Following the successful completion of the Form One selection, we have reliably been informed that bullies in public secondary schools have expressed excitement and begun in earnest their ‘victim selection’ process.

Students who will pass the ‘bully victim selection’ process successfully will have the unique opportunity of experiencing meanness to harden them for a full year.

According to a list seen by journalists, among the things the victims will be put through by the bullies include being called all sorts of demeaning names. They will also be made to do crazy things in the name of ‘initiation into high school’.

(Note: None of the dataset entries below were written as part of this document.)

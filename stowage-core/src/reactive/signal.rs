//! Signal Implementation
//!
//! A Signal is the fundamental reactive primitive: the "reactive cell" a
//! store keeps its state in. It holds a value and tells the runtime which
//! computations read it.
//!
//! # How Signals Work
//!
//! 1. When a signal is read within a reactive context (memo/effect), the
//!    signal registers that context as a dependent.
//!
//! 2. When a signal's value changes, the runtime invalidates dependent
//!    memos and runs dependent effects synchronously.
//!
//! # Thread Safety
//!
//! The value is protected by a `parking_lot::RwLock`. The lock is never held
//! while caller-supplied closures run, so a closure may read the signal
//! again without deadlocking.

use std::fmt::Debug;
use std::sync::Arc;

use parking_lot::RwLock;

use super::context::ReactiveContext;
use super::runtime::{next_source_id, Runtime};

/// A reactive signal holding a value of type T.
///
/// # Example
///
/// ```rust
/// use stowage_core::reactive::Signal;
///
/// let count = Signal::new(0);
/// assert_eq!(count.get(), 0);
///
/// count.set(5);
/// assert_eq!(count.get(), 5);
/// ```
pub struct Signal<T>
where
    T: Clone + Send + Sync + 'static,
{
    /// Source identifier for dependency tracking.
    id: u64,

    /// The current value.
    value: Arc<RwLock<T>>,
}

impl<T> Signal<T>
where
    T: Clone + Send + Sync + 'static,
{
    /// Create a new signal with the given initial value.
    pub fn new(value: T) -> Self {
        Self {
            id: next_source_id(),
            value: Arc::new(RwLock::new(value)),
        }
    }

    /// Get the signal's unique ID.
    pub fn id(&self) -> u64 {
        self.id
    }

    fn track(&self) {
        if let Some(subscriber_id) = ReactiveContext::current_subscriber() {
            ReactiveContext::track_dependency(self.id);
            Runtime::add_dependency(self.id, subscriber_id);
        }
    }

    /// Get the current value.
    ///
    /// If called within a reactive context, this also registers the
    /// current computation as a dependent.
    pub fn get(&self) -> T {
        self.track();
        self.get_untracked()
    }

    /// Get the current value without tracking dependencies.
    pub fn get_untracked(&self) -> T {
        self.value.read().clone()
    }

    /// Borrow the current value, tracking the read.
    ///
    /// `f` runs under the read lock and must not write to this signal.
    pub fn with<R>(&self, f: impl FnOnce(&T) -> R) -> R {
        self.track();
        f(&self.value.read())
    }

    /// Set a new value and notify dependents.
    ///
    /// Dependents are notified even when the new value equals the old one:
    /// assignment always counts as a change.
    pub fn set(&self, value: T) {
        *self.value.write() = value;
        Runtime::notify_signal_change(self.id);
    }

    /// Edit the value in place, notifying dependents only if it changed.
    ///
    /// The comparison is deep (`PartialEq`), so an edit anywhere inside a
    /// nested structure counts. Returns whether the value changed.
    pub fn modify<F>(&self, f: F) -> bool
    where
        T: PartialEq,
        F: FnOnce(&mut T),
    {
        let mut next = self.get_untracked();
        f(&mut next);

        let changed = {
            let mut guard = self.value.write();
            if *guard != next {
                *guard = next;
                true
            } else {
                false
            }
        };

        if changed {
            Runtime::notify_signal_change(self.id);
        }
        changed
    }

    /// Get the number of computations depending on this signal.
    pub fn subscriber_count(&self) -> usize {
        Runtime::dependent_count(self.id)
    }
}

impl<T> Clone for Signal<T>
where
    T: Clone + Send + Sync + 'static,
{
    fn clone(&self) -> Self {
        Self {
            id: self.id,
            value: Arc::clone(&self.value),
        }
    }
}

impl<T> Debug for Signal<T>
where
    T: Clone + Send + Sync + Debug + 'static,
{
    fn fmt(&self, f: &mut std::fmt::Formatter<'_>) -> std::fmt::Result {
        f.debug_struct("Signal")
            .field("id", &self.id)
            .field("value", &self.get_untracked())
            .field("subscriber_count", &self.subscriber_count())
            .finish()
    }
}

// ----------------------------------------------------------------------------
// Tests
// ----------------------------------------------------------------------------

It will be done professionally and victims can rest assured that many years later they will have ample tales to tell their children.

And should they prefer it, when anything goes wrong in their adulthood such as stubbing their toes or burning food, they can always refuse to take responsibility and place the blame on the trauma of bullying.

To enhance chances of being selected, the bullies have already released a list of the things they are looking for in potential victims.

This includes skinniness, timidity, shyness, cowardice, social awkwardness, small physique and an ability to be easily intimidated.

But when put on the spot over the issue school administrators all over the country unanimously denied that there was such an event taking place.

“There’s no such thing as bullying in our schools, we have totally eradicated it... unless you are talking about the school bull we intend to slaughter on prize giving day,” clarified one head teacher.

The headmistress went on to say that public boarding schools are nowadays bully-free zones “unlike in the 1970s” before adding that bullying culture has long been weeded out in schools in just the same way that giving teachers’ nicknames by students has become a thing of the past.

The headteachers were speaking during a national headteachers conference where their heads were not visible because, as journalists later found out, they were buried in the sand.

When confronted by a hack while conducting their Form One ‘bullying victim selection’ process, some mean looking students in one school grabbed the recorder, tore the reporter’s notebook, forcefully snatched his phone and demanded money before releasing him from their choking grip.

It took the intervention of other equally mean-looking boys who accepted cigarettes for their troubles. But even as the ‘victim selection’ process is ongoing, the bullies have added their voices in criticising the Form One selection process, saying they have been dealt a bad hand.

The chairman of the School Bully Association of Kenya voiced his opposition to the quota system arguing that the criteria used resulted in their schools receiving too many battle-hardened public school students and these were not as easy to intimidate as the sheltered private school students.

“This is unfair and unjust... how do they expect us to get our prey when majority of the incoming Form Ones are from public schools... these types have seen the worst of life--walking to school barefoot, teacher’s strikes and what not!” lamented Scarface the chairman of School Bully Association of Kenya.

“Plus some of them studied in roofless classrooms or under trees where they daily had to fight against the elements... and sometimes even wild animals. The Government needs to step in and send us more ‘softies’ from private schools who likely to have more pocket money to exploit!”  Scarface said.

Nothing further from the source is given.